Do CD-R's sound the same as originals


does a burned copy of a cd sound the same as the original
soundwatts5b9e

Showing 5 responses by raguirre

Carl, I think that you're somewhat talking past Dshin. He objected to the ---- data CD has much higher tolerance for errors than an audio CD, because of the nature of the error correction of the software (it does perform heavy interpolation to correct for errors...no personal computer would function at all, if this weren't the case) ---- which he seemed to intereprate as you claiming that data PC's do interpolation of data in the read process. His only point was that data roms never interpolate data in the read process.
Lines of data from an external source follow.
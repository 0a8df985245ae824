//! Room Manager: room member sets and the connection side of each
//! membership.
//!
//! Every operation that touches membership updates the room's member set and
//! the connection's `rooms` set together, so neither side ever references
//! something the other does not.
//!
//! Ad-hoc rooms are created on first join and dropped once empty. Durable
//! rooms are created up front and kept even with zero members.

use std::collections::{BTreeSet, HashMap};

use super::{
    entity::Room,
    error::RepositoryError,
    registry::ConnectionRegistry,
    value_object::{ConnectionId, RoomId},
};

#[derive(Debug, Default)]
pub struct RoomManager {
    rooms: HashMap<RoomId, Room>,
}

impl RoomManager {
    pub fn new() -> Self {
        Self::default()
    }

    pub fn with_durable_rooms(room_ids: impl IntoIterator<Item = RoomId>) -> Self {
        let rooms = room_ids
            .into_iter()
            .map(|id| (id.clone(), Room::durable(id)))
            .collect();
        Self { rooms }
    }

    /// Add membership in both directions. Returns `false` when the connection
    /// was already a member.
    pub fn join(
        &mut self,
        registry: &mut ConnectionRegistry,
        connection_id: &ConnectionId,
        room_id: RoomId,
    ) -> Result<bool, RepositoryError> {
        let connection = registry
            .lookup_mut(connection_id)
            .ok_or_else(|| RepositoryError::UnknownConnection(connection_id.to_string()))?;

        let room = self
            .rooms
            .entry(room_id.clone())
            .or_insert_with(|| Room::ad_hoc(room_id.clone()));
        let added = room.members.insert(connection_id.clone());
        connection.rooms.insert(room_id);
        Ok(added)
    }

    /// Remove membership in both directions. Returns `false` when the
    /// connection was not a member.
    pub fn leave(
        &mut self,
        registry: &mut ConnectionRegistry,
        connection_id: &ConnectionId,
        room_id: &RoomId,
    ) -> Result<bool, RepositoryError> {
        let connection = registry
            .lookup_mut(connection_id)
            .ok_or_else(|| RepositoryError::UnknownConnection(connection_id.to_string()))?;

        connection.rooms.remove(room_id);
        Ok(self.remove_member(room_id, connection_id))
    }

    /// Remove the connection from every room it belongs to and return those
    /// rooms. Unknown connections have no rooms.
    pub fn leave_all(
        &mut self,
        registry: &mut ConnectionRegistry,
        connection_id: &ConnectionId,
    ) -> Vec<RoomId> {
        let Some(connection) = registry.lookup_mut(connection_id) else {
            return Vec::new();
        };

        let left: Vec<RoomId> = std::mem::take(&mut connection.rooms).into_iter().collect();
        for room_id in &left {
            self.remove_member(room_id, connection_id);
        }
        left
    }

    /// Snapshot of a room's members; empty when the room does not exist.
    pub fn members_of(&self, room_id: &RoomId) -> BTreeSet<ConnectionId> {
        self.rooms
            .get(room_id)
            .map(|room| room.members.clone())
            .unwrap_or_default()
    }

    pub fn get(&self, room_id: &RoomId) -> Option<&Room> {
        self.rooms.get(room_id)
    }

    pub fn iter(&self) -> impl Iterator<Item = &Room> {
        self.rooms.values()
    }

    pub fn len(&self) -> usize {
        self.rooms.len()
    }

    pub fn is_empty(&self) -> bool {
        self.rooms.is_empty()
    }

    fn remove_member(&mut self, room_id: &RoomId, connection_id: &ConnectionId) -> bool {
        let Some(room) = self.rooms.get_mut(room_id) else {
            return false;
        };
        let removed = room.members.remove(connection_id);
        if room.is_empty() && !room.durable {
            self.rooms.remove(room_id);
            tracing::debug!("Room '{}' is empty and was removed", room_id);
        }
        removed
    }
}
I think.
Dshin answers my question as I make my post... Still wondering if audio cd's could theoretically use the same IEEE standards for ripping the bits and then buffering the data for output into the DAC. Actually, doesn't Levinson do something like this?
Except it's mostly correct. When modems transfer data they do simple error detection/correction like the (11,8) method mentioned above. If there is an unrecoverable error, the word is resent. I wonder if data roms will also rescan a disc when an unrecoverable error is detected while the transport in an audio CD will simply interpolate. Just a thought. This came up in a previous thread and someone actually did some experiments with strait digital dumps. It was interesting and highly (in my mind) unexpected.
Remember, Kthomas, that a computer's transport doesn't really need to concern itself with timing the way a DAC might. From what I understand, jitter is introduced when the periods of the signal stream that the transport is outputting becomes different from that which the DAC expects. By the way, I have no idea exactly what the heuristic is for either a CD-ROM or and audio CD transport reading the bits off a disk. Does anyone know of a good reference for an explanation?
Waldhorner: Excellent post (12/4/2000).